PACC: Protocol-Aware Cross-Layer Compression for Compact Network Traffic Representation
Zhaochen Guo, Tianyufei Zhou, Honghao Wang, Ronghua Li, Shinan Liu
TL;DR
PACC tackles the redundancy in cross-layer network traffic representations by treating protocol layers as multiview inputs and factorizing representations into shared and private components. It jointly optimizes layer-wise projections, cross-layer consensus via contrastive learning, and task relevance through supervised objectives, all fused by an uncertainty-aware mechanism. Empirical results across encrypted traffic, IoT, and intrusion detection tasks show that PACC surpasses feature-engineered and raw-bit baselines and competes with pretrained embeddings, while delivering substantial efficiency gains. The approach provides layer-level interpretability and robust performance under domain shifts and masking, making it practical for scalable, privacy-conscious network monitoring.
Abstract
Network traffic classification is a core primitive for network security and management, yet it is increasingly challenged by pervasive encryption and evolving protocols. A central bottleneck is representation: hand-crafted flow statistics are efficient but often too lossy, raw-bit encodings can be accurate but are costly, and recent pre-trained embeddings provide transfer but frequently flatten the protocol stack and entangle signals across layers.
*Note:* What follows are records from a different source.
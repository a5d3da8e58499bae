//! Reading file modification times for the restat step of the build log.

use crate::error::{Error, Result};
use raw_string::unix::RawStrExt;
use raw_string::RawStr;
use std::time::{SystemTime, UNIX_EPOCH};

/// A file modification time, in the platform's native epoch.
///
/// `0` means "file does not exist"; `-1` is reserved by the wire contract
/// for "stat failed", which this crate instead reports as `Err`.
pub type Timestamp = i64;

/// Abstracts the single disk operation [`crate::buildlog::BuildLog::restat`]
/// needs, so that tests can substitute an in-memory filesystem.
pub trait DiskInterface {
	/// Return the modification time of `path`, or `0` if it does not exist.
	fn stat(&self, path: &RawStr) -> Result<Timestamp>;
}

/// The real, OS-backed [`DiskInterface`].
#[derive(Debug, Default, Clone, Copy)]
pub struct RealDiskInterface;

impl DiskInterface for RealDiskInterface {
	fn stat(&self, path: &RawStr) -> Result<Timestamp> {
		let os_path = path.as_path();
		match std::fs::metadata(os_path).and_then(|m| m.modified()) {
			Ok(time) => Ok(to_timestamp(time)),
			Err(e) if e.kind() == std::io::ErrorKind::NotFound => Ok(0),
			Err(e) => Err(Error::io(format!("stat {}", os_path.display()), e)),
		}
	}
}

fn to_timestamp(time: SystemTime) -> Timestamp {
	match time.duration_since(UNIX_EPOCH) {
		Ok(d) => d.as_secs() as i64 * 1_000_000_000 + i64::from(d.subsec_nanos()),
		Err(e) => {
			let d = e.duration();
			-(d.as_secs() as i64 * 1_000_000_000 + i64::from(d.subsec_nanos()))
		}
	}
}

#[cfg(test)]
mod test {
	use super::*;
	use raw_string::RawString;

	#[test]
	fn missing_file_is_zero() {
		let disk = RealDiskInterface;
		let path = RawString::from("/nonexistent/path/that/should/not/exist");
		assert_eq!(disk.stat(&path).unwrap(), 0);
	}

	#[test]
	fn existing_file_is_nonzero() {
		let dir = tempfile::tempdir().unwrap();
		let file_path = dir.path().join("foo");
		std::fs::write(&file_path, b"hi").unwrap();

		let disk = RealDiskInterface;
		let raw = RawString::from(file_path.to_str().unwrap());
		assert!(disk.stat(&raw).unwrap() > 0);
	}
}
//! Deserializable configuration for the daemon and its clients.

use serde::Deserialize;
use std::path::PathBuf;
use std::time::Duration;

const DEFAULT_WRITE_TIMEOUT_SECS: u64 = 30;

/// Top-level configuration: a daemon's listen settings plus the ordered list
/// of peers a [`crate::dcache::DCache`] built from this config should probe.
#[derive(Debug, Clone, Deserialize, PartialEq)]
#[serde(default)]
pub struct Config {
	pub daemon: DaemonConfig,
	pub peers: Vec<PeerConfig>,
}

impl Default for Config {
	fn default() -> Self {
		Config {
			daemon: DaemonConfig::default(),
			peers: Vec::new(),
		}
	}
}

impl Config {
	/// The peer list in the `(host, service)` shape [`crate::dcache::DCache::init`] wants.
	pub fn peer_list(&self) -> Vec<(String, String)> {
		self.peers.iter().map(|p| (p.host.clone(), p.port.to_string())).collect()
	}
}

/// A daemon's listen port, served root, and write deadline.
#[derive(Debug, Clone, Deserialize, PartialEq)]
#[serde(default)]
pub struct DaemonConfig {
	pub port: u16,
	pub root: PathBuf,
	pub write_timeout_secs: u64,
}

impl Default for DaemonConfig {
	fn default() -> Self {
		DaemonConfig {
			port: 0,
			root: PathBuf::from("."),
			write_timeout_secs: DEFAULT_WRITE_TIMEOUT_SECS,
		}
	}
}

impl DaemonConfig {
	pub fn write_timeout(&self) -> Duration {
		Duration::from_secs(self.write_timeout_secs)
	}
}

/// One entry of the peer list, as deserialized from a host-list document
/// (see [`crate::hostlist`]).
#[derive(Debug, Clone, Deserialize, PartialEq, Eq)]
pub struct PeerConfig {
	pub host: String,
	pub port: u16,
}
We observe that real traffic contains substantial redundancy both across network layers and within each layer; existing paradigms do not explicitly identify and remove this redundancy, leading to wasted capacity, shortcut learning, and degraded generalization. To address this, we propose PACC, a redundancy-aware, layer-aware representation framework. PACC treats the protocol stack as multi-view inputs and learns compact layer-wise projections that remain faithful to each layer while explicitly factorizing representations into shared (cross-layer) and private (layer-specific) components. We operationalize these goals with a joint objective that preserves layer-specific information via reconstruction, captures shared structure via contrastive mutual-information learning, and maximizes task-relevant information via supervised losses, yielding compact latents suitable for efficient inference. Across datasets covering encrypted application classification, IoT device identification, and intrusion detection, PACC consistently outperforms feature-engineered and raw-bit baselines. On encrypted subsets, it achieves up to a 12.9% accuracy improvement over nPrint. PACC matches or surpasses strong foundation-model baselines. At the same time, it improves end-to-end efficiency by up to 3.16x.